To investigate the relationship between gene transcription and H3K4me3 modification genome-wide, we used three approaches. First, we identified genes whose transcripts in ES cells were consistently called “present” or “absent” in Affymetrix expression data (Sato et al., 2003; Abeyta et al., 2004) and averaged enrichment signals for these genes to create composite histone H3K4me3 profiles for the present and absent genes (Figure 2G). The composite profiles show that, for both gene classes, histone H3K4me3 signals span the 3 kb region surrounding the transcript start site and peak just downstream of the transcript start site. The level of the peak signal for H3K4me3 in the absent class of genes was about 1/3 of that for the present class. Second, we identified genes whose transcripts in ES cells were detected or not detected based on MPSS data (Brandenberger et al., 2004a; Wei et al., 2005) and created a composite histone H3K4me3 profile for the two classes (Figure 2H); the results were very similar to those obtained with microarray expression data. Finally, we used a compendium of microarray expression data for 79 different human cells and tissues to identify genes whose ES cell transcript expression levels were in the top 10%, middle 10%, and bottom 10% relative to all other cells (Su et al., 2004) and created a composite histone H3K4me3 profile for the three classes (Figure 2I).
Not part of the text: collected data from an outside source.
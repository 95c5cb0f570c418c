#![warn(clippy::all, clippy::pedantic)]
#![allow(
    clippy::missing_errors_doc,
    clippy::missing_panics_doc,
    clippy::unnecessary_literal_bound,
    clippy::module_name_repetitions,
    clippy::struct_field_names,
    clippy::must_use_candidate,
    clippy::new_without_default,
    clippy::return_self_not_must_use,
    clippy::cast_precision_loss,
    clippy::cast_possible_truncation,
    clippy::cast_sign_loss
)]

pub mod batch;
pub mod cache;
pub mod classify;
pub mod config;
#[doc(hidden)]
pub mod diagnostics;
pub mod error;
pub mod pipeline;
pub mod report;
pub mod resilience;
pub mod runtime;

pub use batch::{BatchCoordinator, BatchOptions, BatchOutcome, ItemResult};
pub use config::Config;
pub use error::{LensError, Result};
The results confirm that there is a positive correlation between gene transcript levels and histone H3K4me3 signal yet show that histone H3K4me3 is observed even at the promoters of genes for which there is no evidence of transcription in ES cells.
To ensure that the observation that histone H3K4me3 occupies most promoters in human ES cells was not an experimental or analytical artifact, we conducted a series of control experiments. A ChIP-chip experiment with nonspecific IgG produced only background signals that did not show a general enrichment of promoter regions (Figure S4; Supplemental Experimental Procedures). A ChIP-chip experiment with antibody against the transcription factor E2F4, with strength of signal comparable to H3K4me3, showed enrichment of DNA sequences at <10% of genes (Supplemental Experimental Procedures). Finally, an experiment with antibody specific for the histone H3K36me3 modification, which is associated with transcription elongation, showed enrichment of DNA sequences well downstream of the transcription start site at genes that produce RNA transcripts in ES cells (see below).
We considered the possibilities that the presence of histone H3K4me3 at most promoters is either due to transcription initiation events that occur at many more genes than suggested by measurements of mature transcripts or is instead independent of transcription. The former model predicts that additional histone modifications associated with transcription initiation, as well as the initiating form of Pol II itself, can be captured at the promoters of more protein-coding genes than are actively transcribed based on RNA transcript data (Sato et al., 2003; Brandenberger et al., 2004b; Su et al., 2004), while the latter would expect no such correlation.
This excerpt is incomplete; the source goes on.